A 31-year-old woman suffering from clinical depression was rescued from a suicide attempt at Changi Beach on Tuesday, after tweeting her plans to do so.

The woman, whose Twitter account carries the name Elaine Chiam, described her condition as “major depressive disorder”, a unipolar low-mood syndrome involving low self-esteem and the loss of interest or pleasure in enjoyable activity.

She sent out a series of suicidal tweets on Tuesday, starting from approximately 11:30am, where she described her struggle with a “suicidal desire”.

She was tracked down at Changi Beach Park later in the afternoon by concerned friends and Twitter users after she posted a picture of the beach, describing it as her “last view”.

She was then found by a passerby who called the Singapore Civil Defence Force (SCDF), and brought by ambulance to Changi General Hospital (CGH).

The SCDF told Yahoo! Singapore that they received a call for help at 2:45pm on Tuesday, and found Chiam in a drowsy state, discovering later that she had overdosed on drugs.

Her 28-year-old boyfriend, known on Twitter as Zhenjian, tweeted that she will be hospitalised until Saturday. He reached Changi Beach in time to accompany her to CGH and later tweeted that she “should be fine for now”.

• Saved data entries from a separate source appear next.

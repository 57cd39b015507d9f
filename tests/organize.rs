use std::fs;
use std::path::{Path, PathBuf};

use payroll_organizer::io::excel_read;
use payroll_organizer::layout::SheetTable;
use payroll_organizer::model::{EMPLOYEE_HEADERS, FALLBACK_COMPANY};
use payroll_organizer::PayrollError;
use payroll_organizer::organize::{self, OrganizeOptions};
use tempfile::tempdir;

fn header(name_and_address: &str) -> String {
    format!("A000000001{name_and_address}")
}

fn detail(ssn: &str, name: &str, hired: &str) -> String {
    format!(
        "B{ssn:<9}{name:<30}{:<18}{:<18}{:<2}{:<5}{:<4}{hired:<6}",
        "1 MAIN ST", "BOSTON", "MA", "02101", ""
    )
}

fn write_file(dir: &Path, name: &str, lines: &[String]) -> PathBuf {
    let path = dir.join(name);
    fs::write(&path, lines.join("\n")).expect("payroll file written");
    path
}

fn sheet<'a>(tables: &'a [SheetTable], name: &str) -> &'a SheetTable {
    tables
        .iter()
        .find(|table| table.sheet_name == name)
        .unwrap_or_else(|| panic!("sheet {name} present"))
}

#[test]
fn same_company_across_files_shares_one_sheet() {
    let temp_dir = tempdir().expect("temporary directory");
    let first = write_file(
        temp_dir.path(),
        "file1.txt",
        &[
            header("Acme Corp 100 Industrial Way"),
            detail("111111111", "ALPHA ANN", "010120"),
            detail("222222222", "BRAVO BEN", "020220"),
        ],
    );
    let second = write_file(
        temp_dir.path(),
        "file2.txt",
        &[header("Acme Corp 100 Industrial Way"), detail("333333333", "CHARLIE CY", "030320")],
    );
    let output = temp_dir.path().join("out.xlsx");

    let report = organize::organize_files(&[first, second], &output).expect("run succeeded");
    let tables = excel_read::read_tables(&output).expect("workbook read");

    assert_eq!(tables.len(), 1);
    let acme = sheet(&tables, "Acme Corp");
    assert_eq!(acme.columns, EMPLOYEE_HEADERS.map(String::from).to_vec());
    let names: Vec<&str> = acme.rows.iter().map(|row| row[1].as_str()).collect();
    assert_eq!(names, vec!["ALPHA ANN", "BRAVO BEN", "CHARLIE CY"]);
    let files: Vec<&str> = acme.rows.iter().map(|row| row[7].as_str()).collect();
    assert_eq!(files, vec!["file1.txt", "file1.txt", "file2.txt"]);
    assert_eq!(acme.rows[2][6], "030320");
    assert_eq!(report.sheets_written, 1);
    assert_eq!(report.detail_lines, 3);
}

#[test]
fn detail_before_header_lands_in_fallback_sheet() {
    let temp_dir = tempdir().expect("temporary directory");
    let input = write_file(
        temp_dir.path(),
        "orphans.txt",
        &[
            detail("999999999", "LOST LARRY", "121219"),
            header("Globex 7 Elm Rd"),
            detail("888888888", "FOUND FAY", "111119"),
        ],
    );
    let output = temp_dir.path().join("out.xlsx");

    let report = organize::organize_files(&[input], &output).expect("run succeeded");
    let tables = excel_read::read_tables(&output).expect("workbook read");

    let fallback = sheet(&tables, FALLBACK_COMPANY);
    assert_eq!(fallback.rows.len(), 1);
    assert_eq!(fallback.rows[0][0], "999999999");
    assert_eq!(sheet(&tables, "Globex").rows.len(), 1);
    assert_eq!(report.orphan_records, 1);
}

#[test]
fn company_context_resets_between_files() {
    let temp_dir = tempdir().expect("temporary directory");
    let first = write_file(
        temp_dir.path(),
        "a.txt",
        &[header("Initech 5 Office Park"), detail("1", "PETER G", "010199")],
    );
    let second = write_file(temp_dir.path(), "b.txt", &[detail("2", "MILTON W", "010185")]);
    let output = temp_dir.path().join("out.xlsx");

    organize::organize_files(&[first, second], &output).expect("run succeeded");
    let tables = excel_read::read_tables(&output).expect("workbook read");

    assert_eq!(sheet(&tables, "Initech").rows.len(), 1);
    assert_eq!(sheet(&tables, FALLBACK_COMPANY).rows[0][1], "MILTON W");
}

#[test]
fn missing_input_is_skipped() {
    let temp_dir = tempdir().expect("temporary directory");
    let present = write_file(
        temp_dir.path(),
        "present.txt",
        &[header("Umbrella 9 Raccoon St"), detail("4", "ALICE A", "070702")],
    );
    let missing = temp_dir.path().join("missing.txt");
    let output = temp_dir.path().join("out.xlsx");

    let report = organize::organize_files(&[missing, present], &output).expect("run succeeded");

    assert_eq!(report.files_skipped, 1);
    assert_eq!(report.files_processed, 1);
    let tables = excel_read::read_tables(&output).expect("workbook read");
    assert_eq!(sheet(&tables, "Umbrella").rows.len(), 1);
}

#[test]
fn undecodable_and_unknown_lines_are_skipped() {
    let temp_dir = tempdir().expect("temporary directory");
    let path = temp_dir.path().join("mixed.txt");
    let mut bytes = Vec::new();
    bytes.extend_from_slice(header("Hooli 1 Valley Rd").as_bytes());
    bytes.extend_from_slice(b"\nB\xff\xfe broken\n");
    bytes.extend_from_slice(b"Z trailer record\n\n");
    bytes.extend_from_slice(detail("5", "GAVIN B", "050515").as_bytes());
    fs::write(&path, bytes).expect("payroll file written");
    let output = temp_dir.path().join("out.xlsx");

    let report = organize::organize_files(&[path], &output).expect("run succeeded");

    assert_eq!(report.malformed_lines, 1);
    assert_eq!(report.ignored_lines, 1);
    let tables = excel_read::read_tables(&output).expect("workbook read");
    assert_eq!(sheet(&tables, "Hooli").rows.len(), 1);
}

#[test]
fn headers_without_employees_produce_no_sheet() {
    let temp_dir = tempdir().expect("temporary directory");
    let input = write_file(
        temp_dir.path(),
        "sparse.txt",
        &[
            header("Empty Co 2 Nowhere Ln"),
            header("Busy Co 3 Somewhere Ave"),
            detail("6", "BUSY BEE", "060616"),
        ],
    );
    let output = temp_dir.path().join("out.xlsx");

    let report = organize::organize_files(&[input], &output).expect("run succeeded");
    let tables = excel_read::read_tables(&output).expect("workbook read");

    assert_eq!(tables.len(), 1);
    assert_eq!(tables[0].sheet_name, "Busy Co");
    assert_eq!(report.empty_groups, 1);
}

#[test]
fn directory_run_writes_workbook_and_report() {
    let temp_dir = tempdir().expect("temporary directory");
    write_file(
        temp_dir.path(),
        "payroll.txt",
        &[header("Stark: Industries 10880 Malibu Pt"), detail("7", "TONY S", "052908")],
    );
    fs::write(temp_dir.path().join("readme.md"), "not payroll").expect("readme written");
    let options = OrganizeOptions {
        input_dir: temp_dir.path().to_path_buf(),
        output: temp_dir.path().join("organized.xlsx"),
    };

    let report = organize::organize_directory(&options).expect("run succeeded");
    let report_path = temp_dir.path().join("report.json");
    organize::write_report(&report_path, &report).expect("report written");

    assert_eq!(report.files_discovered, 1);
    let tables = excel_read::read_tables(&options.output).expect("workbook read");
    assert_eq!(tables[0].sheet_name, "Stark Industries");

    let written = fs::read_to_string(&report_path).expect("report read");
    let parsed: serde_json::Value = serde_json::from_str(&written).expect("report parsed");
    assert_eq!(parsed["sheets_written"], 1);
}

#[test]
fn unwritable_output_is_an_error() {
    let temp_dir = tempdir().expect("temporary directory");
    let input = write_file(
        temp_dir.path(),
        "ok.txt",
        &[header("Wayne Enterprises 1007 Mountain Dr"), detail("8", "BRUCE W", "041939")],
    );
    let output = temp_dir.path().join("no_such_dir").join("out.xlsx");

    assert!(organize::organize_files(&[input], &output).is_err());
}

#[test]
fn empty_directory_writes_no_workbook() {
    let temp_dir = tempdir().expect("temporary directory");
    let options = OrganizeOptions {
        input_dir: temp_dir.path().to_path_buf(),
        output: temp_dir.path().join("organized.xlsx"),
    };

    let result = organize::organize_directory(&options);

    assert!(matches!(result, Err(PayrollError::NoEmployees)));
    assert!(!options.output.exists());
}

#[test]
fn headers_only_writes_no_workbook() {
    let temp_dir = tempdir().expect("temporary directory");
    let input = write_file(temp_dir.path(), "headers.txt", &[header("Acme Corp 1 Main St")]);
    let output = temp_dir.path().join("out.xlsx");

    let result = organize::organize_files(&[input], &output);

    assert!(matches!(result, Err(PayrollError::NoEmployees)));
    assert!(!output.exists());
}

He also shared with another friend that he believed Chiam’s depression was caused by childhood neglect, and that she had been suffering from the condition for “some time”.



Chiam, who also runs a cat welfare group called Love Kuching, told peers who tweeted her that she would be taking her life, adding that this would be her third attempt to do so. She also expressed her sentiment in a haunting post on her blog entitled “Descent”, describing in a poem the experience of committing suicide.

Checks on her blog also revealed that Chiam had hinted in posts published the night before and over the weekend that she was losing the will to live.

Graphic designer Rudi Lim, a former schoolmate of Chiam’s, said that she was an only child who lived alone in Singapore since her secondary school years, because her parents were based in Malaysia.

Lim said that from his interactions with her previously, he observed that she is quite an emotional person, describing her as “very loud” when he knew her in junior college.

“She’s the type that you can hear from the opposite side of the canteen,” he said, adding that she once disappeared and was not contactable for a week after an argument with a previous boyfriend.